*EXERCISE PROMPT:*
Keeping each word and mark in place, write out the full listing once more.
>>>
mod cli;

use clap::Parser;
use cli::{Cli, Command};
use eyre::{Result, WrapErr};
use homomorphic::Paillier;
use log::info;
use num_bigint::BigInt;
use psmt::{session, Client, ProtocolParams, Server};
use psmt_channel::Channel;
use std::env;
use std::net::{TcpListener, TcpStream};
use std::thread;
use std::time::{Duration, Instant};

const CONNECT_ATTEMPTS: usize = 100;
const CONNECT_BACKOFF: Duration = Duration::from_millis(100);

fn print_verdict(query: &BigInt, is_member: bool) {
    if is_member {
        println!("{} is a member", query);
    } else {
        println!("{} is not a member", query);
    }
}

fn connect(addr: &str) -> Result<TcpStream> {
    let mut attempt = 0;
    loop {
        match TcpStream::connect(addr) {
            Ok(stream) => return Ok(stream),
            Err(e) if attempt + 1 < CONNECT_ATTEMPTS => {
                info!("couldn't connect to {}: {:?}", addr, e);
                attempt += 1;
                thread::sleep(CONNECT_BACKOFF);
            }
            Err(e) => return Err(e).wrap_err_with(|| format!("connecting to {addr}")),
        }
    }
}

fn run(cli: &Cli) -> Result<()> {
    let mut rng = rand::thread_rng();
    match &cli.command {
        Command::Run {
            query,
            dataset,
            key_bits,
            max_blinding_factor,
            json,
        } => {
            let params = ProtocolParams {
                key_bits: *key_bits,
                max_blinding_factor: *max_blinding_factor,
            };
            let start = Instant::now();
            let (is_member, diagnostics) =
                psmt::run_protocol_with(Paillier, query, dataset, &params, &mut rng)?;
            info!("time protocol: {:?}", start.elapsed());
            if *json {
                println!("{}", serde_json::to_string_pretty(&diagnostics)?);
            } else {
                print_verdict(query, is_member);
            }
        }
        Command::Serve {
            dataset,
            connection_addr,
            max_blinding_factor,
        } => {
            let server = Server::new(Paillier, dataset.iter().cloned());
            info!("addr: {:?}", connection_addr);
            let listener = TcpListener::bind(connection_addr)
                .wrap_err_with(|| format!("binding {connection_addr}"))?;
            let (stream, addr) = listener.accept().wrap_err("accepting a client")?;
            info!("connection received from {}", addr);
            let start = Instant::now();
            Channel::with(stream, |channel| {
                session::serve(&server, channel, *max_blinding_factor, &mut rng)
            })?;
            info!("time serve: {:?}", start.elapsed());
        }
        Command::Query {
            query,
            connection_addr,
            key_bits,
        } => {
            info!("addr: {:?}", connection_addr);
            let stream = connect(connection_addr)?;
            let start = Instant::now();
            let mut client = Client::new(Paillier);
            let (is_member, _) = Channel::with(stream, |channel| {
                session::query(&mut client, query, *key_bits, channel, &mut rng)
            })?;
            info!("time query: {:?}", start.elapsed());
            print_verdict(query, is_member);
        }
    }
    Ok(())
}

fn main() -> Result<()> {
    // if log-level `RUST_LOG` not already set, then set to info
    if env::var("RUST_LOG").is_err() {
        env::set_var("RUST_LOG", "info");
    }

    pretty_env_logger::init_timed();

    let cli = Cli::parse();

    run(&cli)
}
<<<
*RESULT:*
mod cli;

use clap::Parser;
use cli::{Cli, Command};
use eyre::{Result, WrapErr};
use homomorphic::Paillier;
use log::info;
use num_bigint::BigInt;
use psmt::{session, Client, ProtocolParams, Server};
use psmt_channel::Channel;
use std::env;
use std::net::{TcpListener, TcpStream};
use std::thread;
use std::time::{Duration, Instant};

const CONNECT_ATTEMPTS: usize = 100;
const CONNECT_BACKOFF: Duration = Duration::from_millis(100);

fn print_verdict(query: &BigInt, is_member: bool) {
    if is_member {
        println!("{} is a member", query);
    } else {
        println!("{} is not a member", query);
    }
}

fn connect(addr: &str) -> Result<TcpStream> {
    let mut attempt = 0;
    loop {
        match TcpStream::connect(addr) {
            Ok(stream) => return Ok(stream),
            Err(e) if attempt + 1 < CONNECT_ATTEMPTS => {
                info!("couldn't connect to {}: {:?}", addr, e);
                attempt += 1;
                thread::sleep(CONNECT_BACKOFF);
            }
            Err(e) => return Err(e).wrap_err_with(|| format!("connecting to {addr}")),
        }
    }
}

fn run(cli: &Cli) -> Result<()> {
    let mut rng = rand::thread_rng();
    match &cli.command {
        Command::Run {
            query,
            dataset,
            key_bits,
            max_blinding_factor,
            json,
        } => {
            let params = ProtocolParams {
                key_bits: *key_bits,
                max_blinding_factor: *max_blinding_factor,
            };
            let start = Instant::now();
            let (is_member, diagnostics) =
                psmt::run_protocol_with(Paillier, query, dataset, &params, &mut rng)?;
            info!("time protocol: {:?}", start.elapsed());
            if *json {
                println!("{}", serde_json::to_string_pretty(&diagnostics)?);
            } else {
                print_verdict(query, is_member);
            }
        }
        Command::Serve {
            dataset,
            connection_addr,
            max_blinding_factor,
        } => {
            let server = Server::new(Paillier, dataset.iter().cloned());
            info!("addr: {:?}", connection_addr);
            let listener = TcpListener::bind(connection_addr)
                .wrap_err_with(|| format!("binding {connection_addr}"))?;
            let (stream, addr) = listener.accept().wrap_err("accepting a client")?;
            info!("connection received from {}", addr);
            let start = Instant::now();
            Channel::with(stream, |channel| {
                session::serve(&server, channel, *max_blinding_factor, &mut rng)
            })?;
            info!("time serve: {:?}", start.elapsed());
        }
        Command::Query {
            query,
            connection_addr,
            key_bits,
        } => {
            info!("addr: {:?}", connection_addr);
            let stream = connect(connection_addr)?;
            let start = Instant::now();
            let mut client = Client::new(Paillier);
            let (is_member, _) = Channel::with(stream, |channel| {
                session::query(&mut client, query, *key_bits, channel, &mut rng)
            })?;
            info!("time query: {:?}", start.elapsed());
            print_verdict(query, is_member);
        }
    }
    Ok(())
}

fn main() -> Result<()> {
    // if log-level `RUST_LOG` not already set, then set to info
    if env::var("RUST_LOG").is_err() {
        env::set_var("RUST_LOG", "info");
    }

    pretty_env_logger::init_timed();

    let cli = Cli::parse();

    run(&cli)
}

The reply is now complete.